Huge jets are produced by black holes at the center of the universe. The jets shoot away from the black hole. Billions of light-years in diameter are formed when the jets collide with gas. It can take hundreds of millions of years for the lobes to go away. The lobes give an astronomer a lot of information about what happened in a cluster.

Information is hard to get from the lobes. The international team of astronomer has ended that. LOFAR is located in the Netherlands and the X-ray satellite Chandra is in India.

It's more than the sum.

A better idea of what is going on is provided by the combination of those two things.

The whole is more important than the parts here. Chandra and LOFAR can estimate the amount of energy injected by the black hole into the environment, but together they are even stronger. Chandra's X-ray images were not able to be matched with radio images.

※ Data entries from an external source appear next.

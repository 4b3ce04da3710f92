use crate::config::IssuerConfig;
use crate::services::signer::S3UrlSigner;
use anyhow::{Context, Result};
use aws_sdk_s3::config::Region;
use std::sync::Arc;
use tracing::{info, warn};

pub async fn setup_storage(config: &IssuerConfig) -> Result<Arc<S3UrlSigner>> {
    let access_key = config
        .access_key_id
        .clone()
        .context("AWS_ACCESS_KEY_ID must be set")?;
    let secret_key = config
        .secret_access_key
        .clone()
        .context("AWS_SECRET_ACCESS_KEY must be set")?;

    info!(
        "☁️  S3 Storage: {} (Bucket: {})",
        config.endpoint_url.as_deref().unwrap_or("aws"),
        config.bucket
    );

    let mut loader = aws_config::from_env()
        .region(Region::new(config.region.clone()))
        .credentials_provider(aws_sdk_s3::config::Credentials::new(
            access_key, secret_key, None, None, "static",
        ));
    if let Some(endpoint) = &config.endpoint_url {
        loader = loader.endpoint_url(endpoint);
    }
    let aws_config = loader.load().await;

    let s3_config = aws_sdk_s3::config::Builder::from(&aws_config)
        .force_path_style(config.endpoint_url.is_some())
        .build();

    let s3_client = aws_sdk_s3::Client::from_conf(s3_config);

    // Buckets are provisioned elsewhere; only report reachability here.
    match s3_client.head_bucket().bucket(&config.bucket).send().await {
        Ok(_) => info!("✅ Bucket '{}' is ready", config.bucket),
        Err(e) => warn!(
            "⚠️ Bucket '{}' is not reachable, signed URLs may fail: {}",
            config.bucket, e
        ),
    }

    Ok(Arc::new(S3UrlSigner::new(s3_client, config.bucket.clone())))
}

The resolution is high because LOFAR antenna stations are in Europe.

Radio images are comparable to visible-light images from the Hubble Telescope. They imaged the cluster. There are more than a thousand galaxies in the direction of the northern constellation.

Astronomers are taking pictures of other clusters. They hope to understand more about the interactions between galaxies and their surroundings.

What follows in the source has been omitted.